We are now rapidly adapting advanced data science techniques, among which artificial intelligence is just one facet, in various aspects of media buying.
It is clear that operational gains from the use of AI are driving immediate value in deriving insights from data, rapidly developing data-driven media plans, and summarizing information from media documents. However, the most significant efficiencies are to be found in content and creative production at scale.
The game changer in using AI methods in creative software is less about full production and more about the ability to make rapid, meaningful changes based on multiple choices presented to the author.
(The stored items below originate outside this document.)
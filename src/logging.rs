//! `log` backend that writes to the browser console.

use std::fmt;

use log::{Level, LevelFilter, Log, Metadata, Record};

pub struct ConsoleLogger;

static LOGGER: ConsoleLogger = ConsoleLogger;

/// Install the console logger. Calling it twice is harmless.
pub fn init(level: LevelFilter) {
    if log::set_logger(&LOGGER).is_ok() {
        log::set_max_level(level);
    }
}

impl Log for ConsoleLogger {
    fn enabled(&self, metadata: &Metadata) -> bool {
        metadata.level() <= log::max_level()
    }

    fn log(&self, record: &Record) {
        if !self.enabled(record.metadata()) {
            return;
        }
        let line = format_line(record.level(), record.target(), record.args());
        emit(record.level(), &line);
    }

    fn flush(&self) {}
}

fn format_line(level: Level, target: &str, args: &fmt::Arguments) -> String {
    format!("[{} {}] {}", level, target, args)
}

#[cfg(target_arch = "wasm32")]
fn emit(level: Level, line: &str) {
    let value = line.into();
    match level {
        Level::Error => web_sys::console::error_1(&value),
        Level::Warn => web_sys::console::warn_1(&value),
        Level::Info => web_sys::console::info_1(&value),
        Level::Debug | Level::Trace => web_sys::console::debug_1(&value),
    }
}

#[cfg(not(target_arch = "wasm32"))]
fn emit(_level: Level, line: &str) {
    eprintln!("{line}");
}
It is truly innovative in empowering humans and keeping them in the loop while revving up their productivity with AI.
Audience segmentation and targeting have benefitted from data science for quite a while now and will see increased sharpness at scale as AI gets integrated into platforms that apply optimization algorithms to campaigns.
Meanwhile, attribution modelling is being enriched significantly as it is increasingly powered by machine learning models and, in many cases, by more than one model, fueling the demand for ever-richer data sets in marketers’ quest for novel analytical outputs.
The media industry’s dependence on the use of AI will only intensify, but that should always be in the context of using AI as a powerful tool – or as an ecosystem of tools, as is often the case – treating is as a means to an end, serving, not dictating, brilliant strategy and creativity.